*Saved entries*
□ □ □ □ □

//! Base point calculation for a single assignment.
//!
//! Base points are the daily point rate for the assignment's region and
//! service area multiplied by the business days served there.

use rust_decimal::Decimal;
use tracing::warn;

use crate::calendar::{BusinessDayCounter, ResolvedCalendar};
use crate::config::ConfigLoader;
use crate::models::{Assignment, AssignmentLine, ReportWarning, ServicePeriod};

/// Warning code raised when an assignment's date range cannot be read.
pub const MALFORMED_DATE: &str = "MALFORMED_DATE";

/// Warning code raised when no daily rate exists for an assignment's region and area.
pub const POINT_RATE_NOT_FOUND: &str = "POINT_RATE_NOT_FOUND";

/// The result of scoring one assignment.
#[derive(Debug, Clone)]
pub struct AssignmentPointsResult {
    /// The report line for the assignment.
    pub line: AssignmentLine,
    /// Warnings for values that were defaulted to zero.
    pub warnings: Vec<ReportWarning>,
}

/// Calculates base points for one assignment.
///
/// A `range` period is counted with `counter` against `calendar`; a `days`
/// period is used as entered. Lookup failures do not abort the report:
///
/// - a malformed range date counts as 0 days with a [`MALFORMED_DATE`] warning
/// - an unknown region/area pair uses a rate of 0 with a [`POINT_RATE_NOT_FOUND`] warning
///
/// # Example
///
/// ```no_run
/// use hizmet_puani::calculation::calculate_assignment_points;
/// use hizmet_puani::config::ConfigLoader;
/// use hizmet_puani::models::Assignment;
///
/// let loader = ConfigLoader::load("./config/hizmet_puani").unwrap();
/// let calendar = loader.default_rule_set().unwrap().resolve();
/// let assignment = Assignment::with_range(2025, "Okul", 1, 1, "2025-10-27", "2025-11-14");
///
/// let result = calculate_assignment_points(&assignment, &loader, &calendar, &loader.counter());
/// println!("{} days, {} points", result.line.business_days, result.line.base_points);
/// ```
pub fn calculate_assignment_points(
    assignment: &Assignment,
    config: &ConfigLoader,
    calendar: &ResolvedCalendar,
    counter: &BusinessDayCounter,
) -> AssignmentPointsResult {
    let mut warnings = Vec::new();

    let business_days = match &assignment.period {
        ServicePeriod::Days { days } => *days,
        ServicePeriod::Range { start, end } => {
            match counter.count_parsed(start, end, calendar) {
                Ok(days) => days,
                Err(e) => {
                    warn!(
                        school = %assignment.school,
                        error = %e,
                        "Assignment range unreadable, counting 0 days"
                    );
                    warnings.push(ReportWarning::new(
                        MALFORMED_DATE,
                        format!("{}: {}; counted as 0 days", assignment.school, e),
                    ));
                    Decimal::ZERO
                }
            }
        }
    };

    let daily_points = match config.get_daily_points(assignment.region, assignment.area) {
        Ok(rate) => rate,
        Err(e) => {
            warn!(
                school = %assignment.school,
                region = assignment.region,
                area = assignment.area,
                "No daily point rate, using 0"
            );
            warnings.push(ReportWarning::new(
                POINT_RATE_NOT_FOUND,
                format!("{}: {}; rate set to 0", assignment.school, e),
            ));
            Decimal::ZERO
        }
    };

    AssignmentPointsResult {
        line: AssignmentLine {
            year: assignment.year,
            school: assignment.school.clone(),
            region: assignment.region,
            area: assignment.area,
            daily_points,
            business_days,
            base_points: daily_points * business_days,
            period: assignment.period.clone(),
        },
        warnings,
    }
}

□ □ □ □ □

*What you need to do*
Word for word, set down the lines from the beginning of the records through the line that holds "pub const MALFORMED_DATE: &str". Leave out the rest.

*Answer to this task*
//! Base point calculation for a single assignment.
//!
//! Base points are the daily point rate for the assignment's region and
//! service area multiplied by the business days served there.

use rust_decimal::Decimal;
use tracing::warn;

use crate::calendar::{BusinessDayCounter, ResolvedCalendar};
use crate::config::ConfigLoader;
use crate::models::{Assignment, AssignmentLine, ReportWarning, ServicePeriod};

/// Warning code raised when an assignment's date range cannot be read.
pub const MALFORMED_DATE: &str = "MALFORMED_DATE";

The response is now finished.